--- Records shown Enclosed Below ---

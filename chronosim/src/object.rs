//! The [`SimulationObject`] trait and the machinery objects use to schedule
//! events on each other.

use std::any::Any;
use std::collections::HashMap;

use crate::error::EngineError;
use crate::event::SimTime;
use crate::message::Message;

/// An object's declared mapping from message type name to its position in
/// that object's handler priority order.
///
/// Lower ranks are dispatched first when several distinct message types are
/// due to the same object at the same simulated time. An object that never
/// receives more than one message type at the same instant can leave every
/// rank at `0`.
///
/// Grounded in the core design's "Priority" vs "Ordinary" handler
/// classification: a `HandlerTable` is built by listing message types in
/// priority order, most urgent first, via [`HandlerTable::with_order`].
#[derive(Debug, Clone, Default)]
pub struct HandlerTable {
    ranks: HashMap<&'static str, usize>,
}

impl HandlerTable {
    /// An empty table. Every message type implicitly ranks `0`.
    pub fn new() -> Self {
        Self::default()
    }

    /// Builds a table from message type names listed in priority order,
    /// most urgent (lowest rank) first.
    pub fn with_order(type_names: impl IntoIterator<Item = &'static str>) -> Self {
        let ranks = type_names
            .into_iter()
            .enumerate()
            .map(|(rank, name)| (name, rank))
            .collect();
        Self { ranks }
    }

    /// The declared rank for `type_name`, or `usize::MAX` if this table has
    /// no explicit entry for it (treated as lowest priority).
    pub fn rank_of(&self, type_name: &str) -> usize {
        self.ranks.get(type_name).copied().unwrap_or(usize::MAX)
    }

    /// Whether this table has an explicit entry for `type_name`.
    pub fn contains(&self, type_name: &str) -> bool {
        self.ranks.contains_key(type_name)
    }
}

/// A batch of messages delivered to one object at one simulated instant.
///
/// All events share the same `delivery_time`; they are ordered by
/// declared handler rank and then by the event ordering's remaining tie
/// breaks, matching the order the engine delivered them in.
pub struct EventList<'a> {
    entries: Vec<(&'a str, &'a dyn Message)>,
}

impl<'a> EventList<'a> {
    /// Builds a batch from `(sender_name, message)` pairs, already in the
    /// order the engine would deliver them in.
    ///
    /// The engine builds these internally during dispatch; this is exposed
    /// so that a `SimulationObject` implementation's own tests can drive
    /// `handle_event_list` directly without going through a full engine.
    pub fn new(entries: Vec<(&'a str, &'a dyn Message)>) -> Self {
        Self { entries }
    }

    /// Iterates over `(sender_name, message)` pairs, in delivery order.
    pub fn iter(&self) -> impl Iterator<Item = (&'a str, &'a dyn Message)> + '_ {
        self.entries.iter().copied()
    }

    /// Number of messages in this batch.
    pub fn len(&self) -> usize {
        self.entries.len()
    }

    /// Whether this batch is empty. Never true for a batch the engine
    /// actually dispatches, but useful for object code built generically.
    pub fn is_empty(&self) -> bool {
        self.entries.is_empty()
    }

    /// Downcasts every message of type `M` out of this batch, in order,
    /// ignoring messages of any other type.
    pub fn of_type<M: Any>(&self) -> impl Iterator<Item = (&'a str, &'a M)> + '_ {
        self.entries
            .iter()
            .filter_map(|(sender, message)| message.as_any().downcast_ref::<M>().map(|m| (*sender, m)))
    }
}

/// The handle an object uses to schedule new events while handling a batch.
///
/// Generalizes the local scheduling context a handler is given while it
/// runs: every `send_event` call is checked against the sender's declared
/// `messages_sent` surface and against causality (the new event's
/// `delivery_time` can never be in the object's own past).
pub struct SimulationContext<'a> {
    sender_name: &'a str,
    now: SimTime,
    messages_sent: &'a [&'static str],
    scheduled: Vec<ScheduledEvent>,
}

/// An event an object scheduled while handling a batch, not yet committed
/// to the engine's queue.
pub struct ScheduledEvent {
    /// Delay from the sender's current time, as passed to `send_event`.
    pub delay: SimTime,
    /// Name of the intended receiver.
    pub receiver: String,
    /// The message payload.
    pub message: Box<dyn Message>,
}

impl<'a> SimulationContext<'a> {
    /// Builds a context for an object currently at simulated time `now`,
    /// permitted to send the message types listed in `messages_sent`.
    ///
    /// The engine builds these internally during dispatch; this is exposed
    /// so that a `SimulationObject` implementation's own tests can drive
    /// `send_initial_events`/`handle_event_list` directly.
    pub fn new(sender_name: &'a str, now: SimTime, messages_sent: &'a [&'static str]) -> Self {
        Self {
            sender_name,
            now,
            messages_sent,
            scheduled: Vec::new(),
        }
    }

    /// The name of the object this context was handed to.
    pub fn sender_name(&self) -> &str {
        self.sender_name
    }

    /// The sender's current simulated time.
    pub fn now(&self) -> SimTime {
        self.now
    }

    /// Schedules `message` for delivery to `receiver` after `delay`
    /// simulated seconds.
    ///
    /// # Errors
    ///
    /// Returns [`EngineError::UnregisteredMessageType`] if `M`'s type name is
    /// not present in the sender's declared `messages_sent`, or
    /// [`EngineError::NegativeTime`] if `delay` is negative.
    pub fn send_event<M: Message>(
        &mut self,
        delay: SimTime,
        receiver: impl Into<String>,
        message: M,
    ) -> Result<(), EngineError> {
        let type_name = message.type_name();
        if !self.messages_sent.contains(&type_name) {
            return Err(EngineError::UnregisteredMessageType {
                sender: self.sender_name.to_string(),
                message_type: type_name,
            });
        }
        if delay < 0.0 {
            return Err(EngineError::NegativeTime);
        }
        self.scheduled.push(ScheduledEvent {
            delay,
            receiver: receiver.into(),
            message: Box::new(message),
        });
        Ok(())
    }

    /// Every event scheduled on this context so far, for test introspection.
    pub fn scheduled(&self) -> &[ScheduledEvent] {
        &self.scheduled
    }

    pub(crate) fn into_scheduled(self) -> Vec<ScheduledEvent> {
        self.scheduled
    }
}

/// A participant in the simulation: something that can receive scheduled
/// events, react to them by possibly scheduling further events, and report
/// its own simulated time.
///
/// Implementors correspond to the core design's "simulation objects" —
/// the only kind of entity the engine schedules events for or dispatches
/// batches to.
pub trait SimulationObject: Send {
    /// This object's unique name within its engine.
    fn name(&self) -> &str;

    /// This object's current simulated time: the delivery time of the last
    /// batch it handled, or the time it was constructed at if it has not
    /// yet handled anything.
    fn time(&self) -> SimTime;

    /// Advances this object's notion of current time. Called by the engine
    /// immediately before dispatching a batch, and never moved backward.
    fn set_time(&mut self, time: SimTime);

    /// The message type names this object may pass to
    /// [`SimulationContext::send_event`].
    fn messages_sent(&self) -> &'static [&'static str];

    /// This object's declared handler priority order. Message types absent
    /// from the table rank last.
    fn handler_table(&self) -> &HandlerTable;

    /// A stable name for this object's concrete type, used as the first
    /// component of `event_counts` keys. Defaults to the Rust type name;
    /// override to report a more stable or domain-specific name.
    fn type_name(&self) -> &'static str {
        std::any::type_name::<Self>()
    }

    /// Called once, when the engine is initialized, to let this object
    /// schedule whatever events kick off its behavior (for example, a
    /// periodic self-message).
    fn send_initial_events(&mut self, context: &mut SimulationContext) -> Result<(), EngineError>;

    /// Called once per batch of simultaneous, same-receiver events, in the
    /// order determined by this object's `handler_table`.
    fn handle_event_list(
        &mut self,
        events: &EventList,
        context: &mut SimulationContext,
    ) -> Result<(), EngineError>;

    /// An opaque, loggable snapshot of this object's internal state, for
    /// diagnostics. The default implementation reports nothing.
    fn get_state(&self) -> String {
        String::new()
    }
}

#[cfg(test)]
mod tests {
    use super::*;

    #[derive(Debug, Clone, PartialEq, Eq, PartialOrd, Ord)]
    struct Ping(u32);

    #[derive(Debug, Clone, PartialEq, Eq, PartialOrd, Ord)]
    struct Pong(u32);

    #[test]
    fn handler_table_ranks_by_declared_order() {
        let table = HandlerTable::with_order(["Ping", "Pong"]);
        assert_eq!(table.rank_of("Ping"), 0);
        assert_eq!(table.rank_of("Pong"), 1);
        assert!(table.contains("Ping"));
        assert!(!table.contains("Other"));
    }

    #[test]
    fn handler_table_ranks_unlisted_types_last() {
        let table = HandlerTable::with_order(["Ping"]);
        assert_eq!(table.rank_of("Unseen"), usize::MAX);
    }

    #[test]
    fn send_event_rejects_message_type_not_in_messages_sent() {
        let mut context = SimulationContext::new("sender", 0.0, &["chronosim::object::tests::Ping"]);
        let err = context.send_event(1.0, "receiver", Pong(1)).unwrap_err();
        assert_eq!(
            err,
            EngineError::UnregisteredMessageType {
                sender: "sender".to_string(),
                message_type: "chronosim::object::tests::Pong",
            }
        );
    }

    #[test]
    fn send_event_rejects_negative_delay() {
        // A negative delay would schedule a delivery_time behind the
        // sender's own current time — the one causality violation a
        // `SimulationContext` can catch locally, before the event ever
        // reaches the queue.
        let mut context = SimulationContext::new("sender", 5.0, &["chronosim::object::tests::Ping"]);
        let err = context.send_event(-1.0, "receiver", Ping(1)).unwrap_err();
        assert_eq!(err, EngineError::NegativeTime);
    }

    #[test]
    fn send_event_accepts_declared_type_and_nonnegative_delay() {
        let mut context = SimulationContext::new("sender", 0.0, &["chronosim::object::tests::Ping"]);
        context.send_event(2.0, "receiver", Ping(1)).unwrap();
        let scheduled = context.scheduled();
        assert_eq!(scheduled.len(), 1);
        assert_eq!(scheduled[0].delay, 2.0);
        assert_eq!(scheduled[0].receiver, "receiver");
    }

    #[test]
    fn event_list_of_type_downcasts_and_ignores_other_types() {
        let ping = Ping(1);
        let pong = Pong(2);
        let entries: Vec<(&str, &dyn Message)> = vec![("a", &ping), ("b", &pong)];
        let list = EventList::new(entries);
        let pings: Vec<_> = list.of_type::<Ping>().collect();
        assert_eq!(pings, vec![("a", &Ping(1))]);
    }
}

--- End of Enclosed Records shown ---
--- Records shown Enclosed Below ---

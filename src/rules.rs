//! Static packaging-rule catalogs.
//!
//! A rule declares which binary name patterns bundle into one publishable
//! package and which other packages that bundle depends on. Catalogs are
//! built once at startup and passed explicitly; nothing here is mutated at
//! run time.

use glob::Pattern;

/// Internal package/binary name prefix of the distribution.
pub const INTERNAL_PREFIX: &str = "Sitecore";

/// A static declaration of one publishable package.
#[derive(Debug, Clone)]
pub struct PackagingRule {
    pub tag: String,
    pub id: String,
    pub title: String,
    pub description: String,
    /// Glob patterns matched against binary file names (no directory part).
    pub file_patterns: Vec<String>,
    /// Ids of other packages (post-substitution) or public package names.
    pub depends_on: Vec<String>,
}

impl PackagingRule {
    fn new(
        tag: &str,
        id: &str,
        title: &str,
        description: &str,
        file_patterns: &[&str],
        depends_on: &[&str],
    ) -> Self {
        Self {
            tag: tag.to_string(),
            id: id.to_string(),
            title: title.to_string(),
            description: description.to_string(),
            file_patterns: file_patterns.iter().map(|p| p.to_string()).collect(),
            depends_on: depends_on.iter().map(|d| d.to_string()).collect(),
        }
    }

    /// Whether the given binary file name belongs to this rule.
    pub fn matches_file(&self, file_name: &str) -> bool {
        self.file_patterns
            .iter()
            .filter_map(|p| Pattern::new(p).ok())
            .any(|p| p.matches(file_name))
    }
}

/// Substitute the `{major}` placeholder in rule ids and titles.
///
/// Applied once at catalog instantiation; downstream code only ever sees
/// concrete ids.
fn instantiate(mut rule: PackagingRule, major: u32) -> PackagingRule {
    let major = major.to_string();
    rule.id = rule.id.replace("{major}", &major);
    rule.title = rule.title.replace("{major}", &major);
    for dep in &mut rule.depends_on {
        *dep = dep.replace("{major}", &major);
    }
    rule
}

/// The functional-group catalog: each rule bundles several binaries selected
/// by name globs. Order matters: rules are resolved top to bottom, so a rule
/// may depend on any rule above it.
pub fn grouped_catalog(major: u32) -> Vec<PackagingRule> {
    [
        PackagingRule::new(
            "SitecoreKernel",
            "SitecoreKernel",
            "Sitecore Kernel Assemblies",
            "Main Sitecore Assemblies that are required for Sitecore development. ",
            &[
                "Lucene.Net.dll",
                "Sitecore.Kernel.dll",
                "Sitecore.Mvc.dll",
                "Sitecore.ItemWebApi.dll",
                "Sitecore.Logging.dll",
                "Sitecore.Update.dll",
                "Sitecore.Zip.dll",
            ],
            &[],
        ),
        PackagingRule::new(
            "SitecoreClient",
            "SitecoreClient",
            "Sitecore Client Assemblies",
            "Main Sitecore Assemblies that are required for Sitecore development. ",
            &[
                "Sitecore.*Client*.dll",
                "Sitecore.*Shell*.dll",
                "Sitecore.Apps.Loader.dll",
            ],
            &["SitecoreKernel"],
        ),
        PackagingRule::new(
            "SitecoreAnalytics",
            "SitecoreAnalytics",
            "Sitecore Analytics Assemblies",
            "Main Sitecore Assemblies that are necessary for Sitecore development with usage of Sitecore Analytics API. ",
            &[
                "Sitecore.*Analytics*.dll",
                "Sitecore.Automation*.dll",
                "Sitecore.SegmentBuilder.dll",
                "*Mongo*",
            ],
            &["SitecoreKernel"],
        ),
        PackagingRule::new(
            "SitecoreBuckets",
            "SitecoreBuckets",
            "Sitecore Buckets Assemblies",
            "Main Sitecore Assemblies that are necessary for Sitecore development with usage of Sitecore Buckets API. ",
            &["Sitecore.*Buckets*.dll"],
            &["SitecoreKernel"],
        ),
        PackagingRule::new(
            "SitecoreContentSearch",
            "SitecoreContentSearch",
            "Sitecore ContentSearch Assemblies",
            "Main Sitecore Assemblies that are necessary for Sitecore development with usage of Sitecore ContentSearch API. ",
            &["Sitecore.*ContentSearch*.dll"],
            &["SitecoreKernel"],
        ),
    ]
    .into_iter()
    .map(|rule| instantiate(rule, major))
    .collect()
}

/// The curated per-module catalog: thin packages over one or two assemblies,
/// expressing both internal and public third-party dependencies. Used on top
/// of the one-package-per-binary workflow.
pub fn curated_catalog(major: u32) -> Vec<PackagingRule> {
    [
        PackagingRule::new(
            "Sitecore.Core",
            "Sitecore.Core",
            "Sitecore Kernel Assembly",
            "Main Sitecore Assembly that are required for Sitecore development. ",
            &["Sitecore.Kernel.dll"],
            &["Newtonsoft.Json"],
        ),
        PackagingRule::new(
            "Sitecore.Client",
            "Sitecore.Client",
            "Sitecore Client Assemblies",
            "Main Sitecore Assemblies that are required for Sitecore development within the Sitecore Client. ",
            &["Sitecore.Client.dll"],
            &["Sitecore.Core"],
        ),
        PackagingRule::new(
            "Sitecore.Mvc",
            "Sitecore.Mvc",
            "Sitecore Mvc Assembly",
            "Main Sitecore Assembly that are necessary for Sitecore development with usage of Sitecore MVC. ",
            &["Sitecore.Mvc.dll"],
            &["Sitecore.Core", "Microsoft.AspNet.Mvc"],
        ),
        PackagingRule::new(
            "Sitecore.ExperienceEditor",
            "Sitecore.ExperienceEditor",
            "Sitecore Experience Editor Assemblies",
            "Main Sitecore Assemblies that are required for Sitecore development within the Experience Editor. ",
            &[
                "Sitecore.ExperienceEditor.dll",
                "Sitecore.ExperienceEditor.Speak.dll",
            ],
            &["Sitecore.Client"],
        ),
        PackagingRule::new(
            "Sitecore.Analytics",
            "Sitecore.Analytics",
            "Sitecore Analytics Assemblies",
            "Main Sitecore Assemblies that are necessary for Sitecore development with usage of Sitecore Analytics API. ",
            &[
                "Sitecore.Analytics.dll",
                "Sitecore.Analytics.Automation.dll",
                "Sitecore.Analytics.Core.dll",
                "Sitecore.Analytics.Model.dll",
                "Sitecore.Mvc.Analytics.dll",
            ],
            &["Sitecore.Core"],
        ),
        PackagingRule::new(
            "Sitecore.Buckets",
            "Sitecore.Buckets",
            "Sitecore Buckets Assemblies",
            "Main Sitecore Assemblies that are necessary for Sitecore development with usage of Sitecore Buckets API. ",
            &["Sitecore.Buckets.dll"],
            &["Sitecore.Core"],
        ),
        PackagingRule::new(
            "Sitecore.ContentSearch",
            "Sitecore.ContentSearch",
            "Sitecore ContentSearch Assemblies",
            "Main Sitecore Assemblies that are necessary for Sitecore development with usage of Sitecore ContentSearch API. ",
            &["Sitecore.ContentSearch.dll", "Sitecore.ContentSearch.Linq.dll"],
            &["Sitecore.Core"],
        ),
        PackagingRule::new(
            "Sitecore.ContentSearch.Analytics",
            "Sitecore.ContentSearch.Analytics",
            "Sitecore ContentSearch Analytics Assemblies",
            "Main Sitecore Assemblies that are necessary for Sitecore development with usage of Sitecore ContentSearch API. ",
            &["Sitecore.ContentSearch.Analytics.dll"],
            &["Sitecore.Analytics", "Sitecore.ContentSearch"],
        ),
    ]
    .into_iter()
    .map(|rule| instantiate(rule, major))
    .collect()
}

--- End of Enclosed Records shown ---

Your assignment
Starting at the line that contains "filename chronosim/src/object.rs" and stopping after the line that contains "already in the", write out every line exactly as it appears above, and no other line.

Solution for this problem
filename chronosim/src/object.rs
//! The [`SimulationObject`] trait and the machinery objects use to schedule
//! events on each other.

use std::any::Any;
use std::collections::HashMap;

use crate::error::EngineError;
use crate::event::SimTime;
use crate::message::Message;

/// An object's declared mapping from message type name to its position in
/// that object's handler priority order.
///
/// Lower ranks are dispatched first when several distinct message types are
/// due to the same object at the same simulated time. An object that never
/// receives more than one message type at the same instant can leave every
/// rank at `0`.
///
/// Grounded in the core design's "Priority" vs "Ordinary" handler
/// classification: a `HandlerTable` is built by listing message types in
/// priority order, most urgent first, via [`HandlerTable::with_order`].
#[derive(Debug, Clone, Default)]
pub struct HandlerTable {
    ranks: HashMap<&'static str, usize>,
}

impl HandlerTable {
    /// An empty table. Every message type implicitly ranks `0`.
    pub fn new() -> Self {
        Self::default()
    }

    /// Builds a table from message type names listed in priority order,
    /// most urgent (lowest rank) first.
    pub fn with_order(type_names: impl IntoIterator<Item = &'static str>) -> Self {
        let ranks = type_names
            .into_iter()
            .enumerate()
            .map(|(rank, name)| (name, rank))
            .collect();
        Self { ranks }
    }

    /// The declared rank for `type_name`, or `usize::MAX` if this table has
    /// no explicit entry for it (treated as lowest priority).
    pub fn rank_of(&self, type_name: &str) -> usize {
        self.ranks.get(type_name).copied().unwrap_or(usize::MAX)
    }

    /// Whether this table has an explicit entry for `type_name`.
    pub fn contains(&self, type_name: &str) -> bool {
        self.ranks.contains_key(type_name)
    }
}

/// A batch of messages delivered to one object at one simulated instant.
///
/// All events share the same `delivery_time`; they are ordered by
/// declared handler rank and then by the event ordering's remaining tie
/// breaks, matching the order the engine delivered them in.
pub struct EventList<'a> {
    entries: Vec<(&'a str, &'a dyn Message)>,
}

impl<'a> EventList<'a> {
    /// Builds a batch from `(sender_name, message)` pairs, already in the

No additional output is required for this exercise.